(Stored items)

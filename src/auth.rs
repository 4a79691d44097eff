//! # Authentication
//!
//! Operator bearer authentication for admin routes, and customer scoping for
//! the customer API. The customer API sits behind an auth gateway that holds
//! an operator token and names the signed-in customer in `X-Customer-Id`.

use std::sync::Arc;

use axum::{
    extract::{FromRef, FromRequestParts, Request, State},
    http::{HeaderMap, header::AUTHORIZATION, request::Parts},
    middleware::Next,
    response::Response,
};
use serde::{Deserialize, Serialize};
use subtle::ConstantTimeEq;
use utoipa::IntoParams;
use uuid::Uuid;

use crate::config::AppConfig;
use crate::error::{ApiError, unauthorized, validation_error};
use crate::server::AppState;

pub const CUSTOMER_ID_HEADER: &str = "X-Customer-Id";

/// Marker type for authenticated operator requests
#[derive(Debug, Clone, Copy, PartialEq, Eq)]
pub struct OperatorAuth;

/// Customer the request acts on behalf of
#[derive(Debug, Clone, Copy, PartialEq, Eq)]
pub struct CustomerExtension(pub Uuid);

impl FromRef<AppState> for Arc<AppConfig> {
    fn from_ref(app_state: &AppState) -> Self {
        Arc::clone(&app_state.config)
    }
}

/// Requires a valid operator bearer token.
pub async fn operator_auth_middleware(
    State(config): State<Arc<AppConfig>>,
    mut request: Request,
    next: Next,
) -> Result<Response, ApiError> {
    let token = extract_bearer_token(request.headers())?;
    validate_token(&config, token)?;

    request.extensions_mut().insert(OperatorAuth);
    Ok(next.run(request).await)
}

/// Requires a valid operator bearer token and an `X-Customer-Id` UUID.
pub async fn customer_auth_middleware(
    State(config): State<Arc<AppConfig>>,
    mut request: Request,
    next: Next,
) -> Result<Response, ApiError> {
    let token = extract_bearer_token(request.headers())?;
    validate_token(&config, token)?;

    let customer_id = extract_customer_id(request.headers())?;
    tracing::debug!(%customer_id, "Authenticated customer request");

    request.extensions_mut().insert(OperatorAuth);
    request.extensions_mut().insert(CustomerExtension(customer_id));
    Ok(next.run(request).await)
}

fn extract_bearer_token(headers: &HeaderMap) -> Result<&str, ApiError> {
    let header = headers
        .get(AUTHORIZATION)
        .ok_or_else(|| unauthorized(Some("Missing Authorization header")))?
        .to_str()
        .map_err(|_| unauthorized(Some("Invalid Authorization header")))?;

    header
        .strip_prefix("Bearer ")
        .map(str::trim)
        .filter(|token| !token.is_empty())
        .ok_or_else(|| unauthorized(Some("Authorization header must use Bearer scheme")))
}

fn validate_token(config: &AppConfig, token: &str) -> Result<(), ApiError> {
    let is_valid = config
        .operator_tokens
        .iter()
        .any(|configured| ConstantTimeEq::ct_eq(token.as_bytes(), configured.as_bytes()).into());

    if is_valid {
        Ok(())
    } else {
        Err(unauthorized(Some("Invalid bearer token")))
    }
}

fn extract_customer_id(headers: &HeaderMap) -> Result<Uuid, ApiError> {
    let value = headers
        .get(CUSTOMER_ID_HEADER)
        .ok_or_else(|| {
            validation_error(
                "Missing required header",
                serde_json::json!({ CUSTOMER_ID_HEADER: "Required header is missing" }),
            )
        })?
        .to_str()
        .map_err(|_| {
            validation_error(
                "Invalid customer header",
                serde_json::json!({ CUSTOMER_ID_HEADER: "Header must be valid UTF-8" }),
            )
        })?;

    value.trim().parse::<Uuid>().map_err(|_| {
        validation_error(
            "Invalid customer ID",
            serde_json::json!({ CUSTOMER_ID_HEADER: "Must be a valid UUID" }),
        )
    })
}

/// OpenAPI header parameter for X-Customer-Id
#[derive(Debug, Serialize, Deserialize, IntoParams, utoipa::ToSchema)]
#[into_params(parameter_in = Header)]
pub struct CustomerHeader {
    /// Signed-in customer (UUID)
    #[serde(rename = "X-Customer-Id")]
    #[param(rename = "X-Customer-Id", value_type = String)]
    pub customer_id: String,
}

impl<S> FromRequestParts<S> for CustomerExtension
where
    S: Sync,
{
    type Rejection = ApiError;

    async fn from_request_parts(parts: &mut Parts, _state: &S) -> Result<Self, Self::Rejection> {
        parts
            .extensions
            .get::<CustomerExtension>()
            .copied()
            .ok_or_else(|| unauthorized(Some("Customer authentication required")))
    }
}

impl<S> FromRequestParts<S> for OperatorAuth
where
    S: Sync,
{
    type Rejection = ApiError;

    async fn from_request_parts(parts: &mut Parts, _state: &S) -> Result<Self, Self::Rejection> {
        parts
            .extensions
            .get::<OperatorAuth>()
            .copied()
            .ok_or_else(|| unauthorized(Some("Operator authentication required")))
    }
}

> **Aim of the exercise**: Each entry above has to be transcribed exactly as it appears.

> **Task result**:
filename src/auth.rs
repository 4a79691d44097eff
//! # Authentication
//!
//! Operator bearer authentication for admin routes, and customer scoping for
//! the customer API. The customer API sits behind an auth gateway that holds
//! an operator token and names the signed-in customer in `X-Customer-Id`.

use std::sync::Arc;

use axum::{
    extract::{FromRef, FromRequestParts, Request, State},
    http::{HeaderMap, header::AUTHORIZATION, request::Parts},
    middleware::Next,
    response::Response,
};
use serde::{Deserialize, Serialize};
use subtle::ConstantTimeEq;
use utoipa::IntoParams;
use uuid::Uuid;

use crate::config::AppConfig;
use crate::error::{ApiError, unauthorized, validation_error};
use crate::server::AppState;

pub const CUSTOMER_ID_HEADER: &str = "X-Customer-Id";

/// Marker type for authenticated operator requests
#[derive(Debug, Clone, Copy, PartialEq, Eq)]
pub struct OperatorAuth;

/// Customer the request acts on behalf of
#[derive(Debug, Clone, Copy, PartialEq, Eq)]
pub struct CustomerExtension(pub Uuid);

impl FromRef<AppState> for Arc<AppConfig> {
    fn from_ref(app_state: &AppState) -> Self {
        Arc::clone(&app_state.config)
    }
}

/// Requires a valid operator bearer token.
pub async fn operator_auth_middleware(
    State(config): State<Arc<AppConfig>>,
    mut request: Request,
    next: Next,
) -> Result<Response, ApiError> {
    let token = extract_bearer_token(request.headers())?;
    validate_token(&config, token)?;

    request.extensions_mut().insert(OperatorAuth);
    Ok(next.run(request).await)
}

/// Requires a valid operator bearer token and an `X-Customer-Id` UUID.
pub async fn customer_auth_middleware(
    State(config): State<Arc<AppConfig>>,
    mut request: Request,
    next: Next,
) -> Result<Response, ApiError> {
    let token = extract_bearer_token(request.headers())?;
    validate_token(&config, token)?;

    let customer_id = extract_customer_id(request.headers())?;
    tracing::debug!(%customer_id, "Authenticated customer request");

    request.extensions_mut().insert(OperatorAuth);
    request.extensions_mut().insert(CustomerExtension(customer_id));
    Ok(next.run(request).await)
}

fn extract_bearer_token(headers: &HeaderMap) -> Result<&str, ApiError> {
    let header = headers
        .get(AUTHORIZATION)
        .ok_or_else(|| unauthorized(Some("Missing Authorization header")))?
        .to_str()
        .map_err(|_| unauthorized(Some("Invalid Authorization header")))?;

    header
        .strip_prefix("Bearer ")
        .map(str::trim)
        .filter(|token| !token.is_empty())
        .ok_or_else(|| unauthorized(Some("Authorization header must use Bearer scheme")))
}

fn validate_token(config: &AppConfig, token: &str) -> Result<(), ApiError> {
    let is_valid = config
        .operator_tokens
        .iter()
        .any(|configured| ConstantTimeEq::ct_eq(token.as_bytes(), configured.as_bytes()).into());

    if is_valid {
        Ok(())
    } else {
        Err(unauthorized(Some("Invalid bearer token")))
    }
}

fn extract_customer_id(headers: &HeaderMap) -> Result<Uuid, ApiError> {
    let value = headers
        .get(CUSTOMER_ID_HEADER)
        .ok_or_else(|| {
            validation_error(
                "Missing required header",
                serde_json::json!({ CUSTOMER_ID_HEADER: "Required header is missing" }),
            )
        })?
        .to_str()
        .map_err(|_| {
            validation_error(
                "Invalid customer header",
                serde_json::json!({ CUSTOMER_ID_HEADER: "Header must be valid UTF-8" }),
            )
        })?;

    value.trim().parse::<Uuid>().map_err(|_| {
        validation_error(
            "Invalid customer ID",
            serde_json::json!({ CUSTOMER_ID_HEADER: "Must be a valid UUID" }),
        )
    })
}

/// OpenAPI header parameter for X-Customer-Id
#[derive(Debug, Serialize, Deserialize, IntoParams, utoipa::ToSchema)]
#[into_params(parameter_in = Header)]
pub struct CustomerHeader {
    /// Signed-in customer (UUID)
    #[serde(rename = "X-Customer-Id")]
    #[param(rename = "X-Customer-Id", value_type = String)]
    pub customer_id: String,
}

impl<S> FromRequestParts<S> for CustomerExtension
where
    S: Sync,
{
    type Rejection = ApiError;

    async fn from_request_parts(parts: &mut Parts, _state: &S) -> Result<Self, Self::Rejection> {
        parts
            .extensions
            .get::<CustomerExtension>()
            .copied()
            .ok_or_else(|| unauthorized(Some("Customer authentication required")))
    }
}

impl<S> FromRequestParts<S> for OperatorAuth
where
    S: Sync,
{
    type Rejection = ApiError;

    async fn from_request_parts(parts: &mut Parts, _state: &S) -> Result<Self, Self::Rejection> {
        parts
            .extensions
            .get::<OperatorAuth>()
            .copied()
            .ok_or_else(|| unauthorized(Some("Operator authentication required")))
    }
}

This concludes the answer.